DATES: The final rule becomes effective on July 21, 2014.
ADDRESSES: In accordance with 28 U.S.C. 2112(a), the Agency designates
Joseph Woodward, the Associate Solicitor of Labor for Occupational
Safety and Health, Office of the Solicitor of Labor, Room S4004, U.S.
Department of Labor, 200 Constitution Avenue NW., Washington, DC 20210,
to receive petitions for review of the final rule.
FOR FURTHER INFORMATION CONTACT:
General information and press inquiries: Frank Meilinger, Director,
OSHA Office of Communications, U.S. Department of Labor, Room N-3647,
200 Constitution Avenue NW., Washington, DC 20210; telephone: (202)
693-1999; email: Meilinger.francis2@dol.gov.
Technical Information: Mrs. Amy Wangdahl, Director, Office of
Maritime and Agriculture, OSHA, U.S. Department of Labor, Room N-3609,
200 Constitution Avenue NW., Washington, DC 20210; telephone (202) 693-
2086 or email wangdahl.amy@dol.gov.
SUPPLEMENTARY INFORMATION:
Copies of this Federal Register notice: Electronic copies of this
Federal Register notice are available at http://www.regulations.gov.

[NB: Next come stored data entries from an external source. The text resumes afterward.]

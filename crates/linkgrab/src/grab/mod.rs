//! Grab module
//!
//! This module contains all the batch grab functionality including core
//! types, configuration, link parsing, the browser session seam and the
//! orchestration loop.

pub mod batch;
pub mod config;
pub mod core;
pub mod links;
pub mod session;
pub mod r#lib;
mod utils;

// Re-export main types for convenience
pub use r#lib::BatchGrabber;
pub use self::core::{
    GrabError, LinkOutcome, LinkReport, LinkTask, RaceOutcome, Result,
    ProgressCallback, ProgressEvent, ProgressReporter, IntoProgressCallback,
    ConsoleProgressReporter, NullProgressReporter, CompositeProgressReporter,
};
pub use config::{GrabConfig, DEFAULT_DETECT_WINDOW, DEFAULT_NAV_TIMEOUT};
pub use batch::{GrabMetrics, GrabMetricsSnapshot};
pub use links::{parse_link_list, read_link_file};

// Re-export session types
pub use session::{BrowserSession, ChromeSession, ChromeSessionConfig, DownloadSignal};
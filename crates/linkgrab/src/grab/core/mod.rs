//! Core types used throughout the grab system
//!
//! This module contains the fundamental types that all other modules depend on.
//! By organizing these in a core module, we make the dependency relationships clear.

pub mod error;
pub mod progress;

// Re-export main types for convenience
pub use error::{GrabError, Result};
pub use progress::{
    CompositeProgressReporter, ConsoleProgressReporter, IntoProgressCallback,
    NullProgressReporter, ProgressCallback, ProgressEvent, ProgressReporter,
};

use std::path::PathBuf;

use serde::Serialize;

use crate::grab::session::DownloadSignal;

/// One link's unit of work through the grab protocol
///
/// Tasks are created by iterating a link list in order; the index is 1-based
/// and only used for reporting and fallback file naming.
#[derive(Debug, Clone, PartialEq, Eq, Serialize)]
pub struct LinkTask {
    pub index: usize,
    pub url: String,
}

impl LinkTask {
    pub fn new<S: Into<String>>(index: usize, url: S) -> Self {
        Self {
            index,
            url: url.into(),
        }
    }
}

/// What the detection race produced for one task
///
/// Exactly one variant exists per task that reached the race stage. The
/// signal carries the completion handle for the persist step.
pub enum RaceOutcome {
    Detected(Box<dyn DownloadSignal>),
    TimedOut,
}

/// Terminal state of one link task
///
/// Every task ends in exactly one of these; none of them stops the batch.
#[derive(Debug, Clone, PartialEq, Eq, Serialize)]
#[serde(tag = "kind", rename_all = "snake_case")]
pub enum LinkOutcome {
    /// The page could not be loaded within the navigation timeout
    NavigationFailed { reason: String },
    /// The page loaded but never announced a download within the window
    NoDownloadDetected,
    /// A download started but could not be persisted
    SaveFailed { reason: String },
    /// The downloaded file was persisted at the given path
    Saved { path: PathBuf },
}

impl LinkOutcome {
    /// Short outcome tag for logs and metrics
    pub fn kind(&self) -> &'static str {
        match self {
            LinkOutcome::NavigationFailed { .. } => "navigation_failed",
            LinkOutcome::NoDownloadDetected => "no_download_detected",
            LinkOutcome::SaveFailed { .. } => "save_failed",
            LinkOutcome::Saved { .. } => "saved",
        }
    }

    pub fn is_saved(&self) -> bool {
        matches!(self, LinkOutcome::Saved { .. })
    }
}

/// Per-link record emitted by a batch run, in input order
#[derive(Debug, Clone, PartialEq, Eq, Serialize)]
pub struct LinkReport {
    pub index: usize,
    pub url: String,
    pub outcome: LinkOutcome,
}
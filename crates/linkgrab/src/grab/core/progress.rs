//! Progress tracking and outcome reporting for batch grabs

use std::path::PathBuf;
use std::sync::Arc;

/// Progress callback for grab operations
pub type ProgressCallback = Arc<dyn Fn(ProgressEvent) + Send + Sync>;

/// Events emitted while a batch is processed
#[derive(Debug, Clone)]
pub enum ProgressEvent {
    LinkStarted {
        index: usize,
        total: usize,
        url: String,
    },
    NavigationFailed {
        index: usize,
        url: String,
        reason: String,
    },
    NoDownloadDetected {
        index: usize,
        url: String,
    },
    DownloadDetected {
        index: usize,
        url: String,
        suggested_filename: Option<String>,
    },
    Saved {
        index: usize,
        url: String,
        path: PathBuf,
    },
    SaveFailed {
        index: usize,
        url: String,
        reason: String,
    },
}

/// Trait for progress reporting with more granular control
pub trait ProgressReporter: Send + Sync {
    fn on_link_started(&self, _index: usize, _total: usize, _url: &str) {}
    fn on_navigation_failed(&self, _index: usize, _url: &str, _reason: &str) {}
    fn on_no_download_detected(&self, _index: usize, _url: &str) {}
    fn on_download_detected(&self, _index: usize, _url: &str, _suggested: Option<&str>) {}
    fn on_saved(&self, _index: usize, _url: &str, _path: &std::path::Path) {}
    fn on_save_failed(&self, _index: usize, _url: &str, _reason: &str) {}
}

/// Extension trait to convert ProgressReporter to ProgressCallback
pub trait IntoProgressCallback {
    fn into_callback(self) -> ProgressCallback;
}

impl<T: ProgressReporter + 'static> IntoProgressCallback for T {
    fn into_callback(self) -> ProgressCallback {
        Arc::new(move |event| match event {
            ProgressEvent::LinkStarted { index, total, url } => {
                self.on_link_started(index, total, &url);
            }
            ProgressEvent::NavigationFailed { index, url, reason } => {
                self.on_navigation_failed(index, &url, &reason);
            }
            ProgressEvent::NoDownloadDetected { index, url } => {
                self.on_no_download_detected(index, &url);
            }
            ProgressEvent::DownloadDetected { index, url, suggested_filename } => {
                self.on_download_detected(index, &url, suggested_filename.as_deref());
            }
            ProgressEvent::Saved { index, url, path } => {
                self.on_saved(index, &url, &path);
            }
            ProgressEvent::SaveFailed { index, url, reason } => {
                self.on_save_failed(index, &url, &reason);
            }
        })
    }
}

/// Console reporter printing one audit line per link outcome
///
/// Every link produces exactly one terminal line regardless of how it ended,
/// so a finished run can be reviewed by scanning the output top to bottom.
#[derive(Debug, Default)]
pub struct ConsoleProgressReporter {
    pub verbose: bool,
}

impl ConsoleProgressReporter {
    pub fn new(verbose: bool) -> Self {
        Self { verbose }
    }
}

impl ProgressReporter for ConsoleProgressReporter {
    fn on_link_started(&self, index: usize, total: usize, url: &str) {
        if self.verbose {
            println!("📥 #{}/{} {}", index, total, url);
        }
    }

    fn on_navigation_failed(&self, index: usize, url: &str, reason: &str) {
        println!("❌ #{} {}: navigation failed: {}", index, url, reason);
    }

    fn on_no_download_detected(&self, index: usize, url: &str) {
        println!("⚠️ #{} {}: no download detected, skipping", index, url);
    }

    fn on_download_detected(&self, index: usize, url: &str, suggested: Option<&str>) {
        if self.verbose {
            match suggested {
                Some(name) => println!("📥 #{} {}: download started ({})", index, url, name),
                None => println!("📥 #{} {}: download started", index, url),
            }
        }
    }

    fn on_saved(&self, index: usize, url: &str, path: &std::path::Path) {
        println!("✅ #{} {}: saved to {}", index, url, path.display());
    }

    fn on_save_failed(&self, index: usize, url: &str, reason: &str) {
        println!("❌ #{} {}: save failed: {}", index, url, reason);
    }
}

/// Reporter that discards all events
#[derive(Debug, Default)]
pub struct NullProgressReporter;

impl ProgressReporter for NullProgressReporter {}

/// Reporter that fans events out to several inner reporters
#[derive(Default)]
pub struct CompositeProgressReporter {
    reporters: Vec<Box<dyn ProgressReporter>>,
}

impl CompositeProgressReporter {
    pub fn new() -> Self {
        Self::default()
    }

    pub fn add<R: ProgressReporter + 'static>(mut self, reporter: R) -> Self {
        self.reporters.push(Box::new(reporter));
        self
    }
}

impl ProgressReporter for CompositeProgressReporter {
    fn on_link_started(&self, index: usize, total: usize, url: &str) {
        for r in &self.reporters {
            r.on_link_started(index, total, url);
        }
    }

    fn on_navigation_failed(&self, index: usize, url: &str, reason: &str) {
        for r in &self.reporters {
            r.on_navigation_failed(index, url, reason);
        }
    }

    fn on_no_download_detected(&self, index: usize, url: &str) {
        for r in &self.reporters {
            r.on_no_download_detected(index, url);
        }
    }

    fn on_download_detected(&self, index: usize, url: &str, suggested: Option<&str>) {
        for r in &self.reporters {
            r.on_download_detected(index, url, suggested);
        }
    }

    fn on_saved(&self, index: usize, url: &str, path: &std::path::Path) {
        for r in &self.reporters {
            r.on_saved(index, url, path);
        }
    }

    fn on_save_failed(&self, index: usize, url: &str, reason: &str) {
        for r in &self.reporters {
            r.on_save_failed(index, url, reason);
        }
    }
}
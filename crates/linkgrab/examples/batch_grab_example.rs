//! Example demonstrating a batch grab over a handful of links
//!
//! Each link is loaded in a real Chromium and given a short window to start
//! a download; files land in a scratch directory that is printed before the
//! run starts.
//!
//! Run this example with:
//! ```
//! cargo run --example batch_grab_example -- https://example.com/get/a https://example.com/get/b
//! ```

use linkgrab::{
    BatchGrabber, ChromeSession, ChromeSessionConfig, ConsoleProgressReporter, GrabConfig,
    IntoProgressCallback, LinkTask,
};
use tempfile::tempdir;

#[tokio::main]
async fn main() -> linkgrab::Result<()> {
    // Add this line to enable tracing logs
    tracing_subscriber::fmt::init();

    let tasks: Vec<LinkTask> = std::env::args()
        .skip(1)
        .enumerate()
        .map(|(i, url)| LinkTask::new(i + 1, url))
        .collect();
    if tasks.is_empty() {
        eprintln!("usage: batch_grab_example <url> [<url>...]");
        return Ok(());
    }

    let download_dir = tempdir().expect("failed to create a scratch directory");
    println!("📁 Download directory: {}", download_dir.path().display());

    let session = ChromeSession::launch(ChromeSessionConfig {
        download_dir: download_dir.path().to_path_buf(),
        headless: true,
        window: None,
    })
    .await?;

    let grabber = BatchGrabber::new(
        Box::new(session),
        GrabConfig {
            download_dir: download_dir.path().to_path_buf(),
            ..GrabConfig::default()
        },
    );

    let reporter = ConsoleProgressReporter::new(true);
    let reports = grabber
        .grab_batch(&tasks, Some(reporter.into_callback()))
        .await;

    let summary = grabber.metrics().snapshot();
    println!(
        "🏁 {} of {} links produced a file ({} bytes total)",
        summary.files_saved,
        reports.len(),
        summary.bytes_saved
    );

    grabber.close().await?;
    Ok(())
}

This notice, as well as news releases and other relevant information,
are also available at OSHA's Web site at http://www.osha.gov.
Since the 1970s, intermodalism (the containerization of cargo) has
become the dominant mode of cargo transport in the maritime industry,
replacing centuries-old, break-bulk cargo handling. In the marine cargo
handling industry, intermodalism typically involves three key
components: Standardized containers with uniform corner castings;
interbox connectors (such as semiautomatic twistlocks) to secure the
containers (to each other at the four corners, to the deck of the ship,
to a railroad car, or to a truck chassis); and a type of crane called a
container gantry crane that has specialized features for rapid loading
and unloading of containers. Because intermodalism is highly dependent
on standardized containers and connecting gear, several international
organizations have developed standards for equipment and practices to
facilitate intermodal freight operations. This helps ensure that
containers and interbox connectors are sized and operate properly so
that containers and connectors from different manufacturers will fit
together.
On a ship, containers above deck are secured, by interbox
connectors, to each other and to the deck of the ship. In the
conventional loading and unloading process, the container gantry crane
lifts one container (either 6.1 or 12.2 meters long) at a time, using
the crane's specially developed spreader beam. A VTL is the practice of
a container crane lifting two or more intermodal containers, one on top
of the other, connected by a particular type of interbox connector,
known as a semiautomatic twistlock.
On December 10, 2008, OSHA published a final rule [73 FR 75245]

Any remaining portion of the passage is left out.